De OESO maakt simulaties over wat bepaalde hervormingen onze economie kunnen opleveren aan extra welvaart. Zelfs met een reeks beperkte ingrepen die geen geld kosten, zouden we onze economische activiteit gevoelig kunnen opkrikken. Een pakket maatregelen rond efficiëntere O&O-steun, een meer activerend arbeidsmarktbeleid, een efficiënter rechtssysteem, een beter ondernemingsklimaat (met vooral een vlotter vergunningsproces), beter onderwijs voor kwetsbare leerlingen, lagere lasten op arbeid (budgettair gecompenseerd via een verschuiving van lasten) en langer werken, kan onze economische activiteit over een periode van 10 jaar met iets meer dan 7%, of 42 miljard in euro’s van vandaag, hoger tillen. Daarbij moeten we geen revolutionaire stappen zetten, maar louter een beetje opschuiven in de richting van wat de toplanden vandaag al doen.

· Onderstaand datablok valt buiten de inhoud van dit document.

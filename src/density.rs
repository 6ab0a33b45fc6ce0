//! Android mipmap density buckets.

use std::fmt;

/// A screen density bucket with its scale relative to mdpi.
///
/// Variants are declared from the smallest to the largest multiplier, and
/// [`Density::ALL`] keeps that order.
#[derive(Debug, Clone, Copy, PartialEq, Eq, PartialOrd, Ord, Hash)]
pub enum Density {
    Mdpi,
    Hdpi,
    Xhdpi,
    Xxhdpi,
    Xxxhdpi,
}

impl Density {
    pub const ALL: [Density; 5] = [
        Density::Mdpi,
        Density::Hdpi,
        Density::Xhdpi,
        Density::Xxhdpi,
        Density::Xxxhdpi,
    ];

    /// The bucket qualifier used in resource directory names.
    pub fn name(self) -> &'static str {
        match self {
            Self::Mdpi => "mdpi",
            Self::Hdpi => "hdpi",
            Self::Xhdpi => "xhdpi",
            Self::Xxhdpi => "xxhdpi",
            Self::Xxxhdpi => "xxxhdpi",
        }
    }

    pub fn multiplier(self) -> f32 {
        match self {
            Self::Mdpi => 1.0,
            Self::Hdpi => 1.5,
            Self::Xhdpi => 2.0,
            Self::Xxhdpi => 3.0,
            Self::Xxxhdpi => 4.0,
        }
    }

    /// Side length in pixels of a square `units` wide at this density.
    pub fn pixel_size(self, units: u32) -> u32 {
        (units as f32 * self.multiplier()).floor() as u32
    }

    /// Resource directory name, e.g. `mipmap-xhdpi`.
    pub fn mipmap_dir(self) -> String {
        format!("mipmap-{}", self.name())
    }
}

impl fmt::Display for Density {
    fn fmt(&self, f: &mut fmt::Formatter<'_>) -> fmt::Result {
        f.write_str(self.name())
    }
}
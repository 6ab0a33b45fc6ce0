//! Writing rendered layers to disk.
//!
//! Layout:
//!
//! ```text
//! <assets_dir>/android-icon-{foreground,background,monochrome}.png
//! <res_dir>/mipmap-<density>/ic_launcher{,_foreground,_background,_monochrome}.png
//! ```

use std::fs;
use std::path::{Path, PathBuf};

use image::{DynamicImage, ImageError, ImageFormat};

use crate::density::Density;
use crate::error::{Error, Result};
use crate::layer::LayerKind;
use crate::renderer::{BaseLayers, DensityLayers};

/// File name of the flattened preview in each mipmap directory.
pub const PREVIEW_FILE_NAME: &str = "ic_launcher.png";

/// Destination directories for one run.
#[derive(Debug, Clone, PartialEq, Eq)]
pub struct OutputSet {
    /// Receives the three base-size assets.
    pub assets_dir: PathBuf,
    /// Android `res` directory receiving one `mipmap-*` directory per density.
    pub res_dir: PathBuf,
}

impl OutputSet {
    pub fn new(assets_dir: impl Into<PathBuf>, res_dir: impl Into<PathBuf>) -> Self {
        Self {
            assets_dir: assets_dir.into(),
            res_dir: res_dir.into(),
        }
    }

    pub fn asset_path(&self, kind: LayerKind) -> PathBuf {
        self.assets_dir.join(kind.asset_file_name())
    }

    pub fn density_dir(&self, density: Density) -> PathBuf {
        self.res_dir.join(density.mipmap_dir())
    }

    pub fn mipmap_path(&self, density: Density, kind: LayerKind) -> PathBuf {
        self.density_dir(density).join(kind.mipmap_file_name())
    }

    pub fn preview_path(&self, density: Density) -> PathBuf {
        self.density_dir(density).join(PREVIEW_FILE_NAME)
    }

    /// Writes the base assets, returning the written paths.
    pub fn write_base(&self, base: &BaseLayers) -> Result<Vec<PathBuf>> {
        create_dir(&self.assets_dir)?;
        let written = base
            .iter()
            .map(|layer| {
                let path = self.asset_path(layer.kind);
                write_png(&layer.data, &path).map(|()| path)
            })
            .collect::<Result<Vec<_>>>()?;

        tracing::info!(dir = %self.assets_dir.display(), "Saved base icons");
        Ok(written)
    }

    /// Writes one density's three layers and preview, returning the written
    /// paths.
    pub fn write_density(&self, set: &DensityLayers) -> Result<Vec<PathBuf>> {
        let dir = self.density_dir(set.density);
        create_dir(&dir)?;

        let mut written = Vec::with_capacity(4);
        for layer in set.layers.iter() {
            let path = self.mipmap_path(set.density, layer.kind);
            write_png(&layer.data, &path)?;
            written.push(path);
        }

        let preview_path = self.preview_path(set.density);
        write_png(&DynamicImage::ImageRgb8(set.preview.clone()), &preview_path)?;
        written.push(preview_path);

        tracing::info!(density = %set.density, dir = %dir.display(), "Saved density icons");
        Ok(written)
    }
}

fn create_dir(dir: &Path) -> Result<()> {
    fs::create_dir_all(dir).map_err(|e| Error::Write {
        path: dir.to_path_buf(),
        source: ImageError::IoError(e),
    })
}

fn write_png(image: &DynamicImage, path: &Path) -> Result<()> {
    image
        .save_with_format(path, ImageFormat::Png)
        .map_err(|source| Error::Write {
            path: path.to_path_buf(),
            source,
        })?;
    tracing::debug!(path = %path.display(), "Wrote PNG");
    Ok(())
}
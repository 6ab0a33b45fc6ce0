//! Foreground layer: the source icon shrunk into the inner safe zone.

use super::{LayerEffect, LayerImage, LayerKind, place_centered, shrink_to_fit};
use crate::config::SafeZone;
use crate::icon::SourceImage;

/// Renders the source centered on a transparent canvas, scaled so that it
/// fits the inner safe zone and survives any launcher mask.
#[derive(Debug, Clone, Copy, Default)]
pub struct ForegroundLayer {
    pub safe_zone: SafeZone,
}

impl ForegroundLayer {
    pub fn new(safe_zone: SafeZone) -> Self {
        Self { safe_zone }
    }
}

impl LayerEffect for ForegroundLayer {
    fn render(&self, source: &SourceImage, canvas_size: u32) -> LayerImage {
        build_foreground(source, canvas_size, self.safe_zone)
    }
}

/// Builds the foreground layer for a `canvas_size` square.
pub fn build_foreground(
    source: &SourceImage,
    canvas_size: u32,
    safe_zone: SafeZone,
) -> LayerImage {
    let bound = safe_zone.inner_bound(canvas_size);
    let shrunk = shrink_to_fit(source.data(), bound);
    let (canvas, placed) = place_centered(&shrunk, canvas_size);

    tracing::debug!(canvas_size, bound, ?placed, "Built foreground layer");
    LayerImage::new(LayerKind::Foreground, canvas)
}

Langer werken en lagere lasten op arbeid

Deze regering liet totnogtoe na om echte hervormingen op poten te zetten. Er was de arbeidsdeal, maar dat is enkel in naam een hervorming. In de praktijk zal dat weinig of niets bijdragen tot een beter werkende arbeidsmarkt. Maar een pensioenhervorming en een fiscale hervorming liggen nog op tafel. Een echte pensioenhervorming die effectief aanzet tot langer werken (wat vandaag helaas niet op tafel ligt) en een verlaging van de lasten op arbeid (zelfs budgetneutraal) zijn krachtige hervormingen met veel potentieel. Volgens de OESO zou die combinatie onze economische activiteit op termijn met bijna 20 miljard euro verhogen.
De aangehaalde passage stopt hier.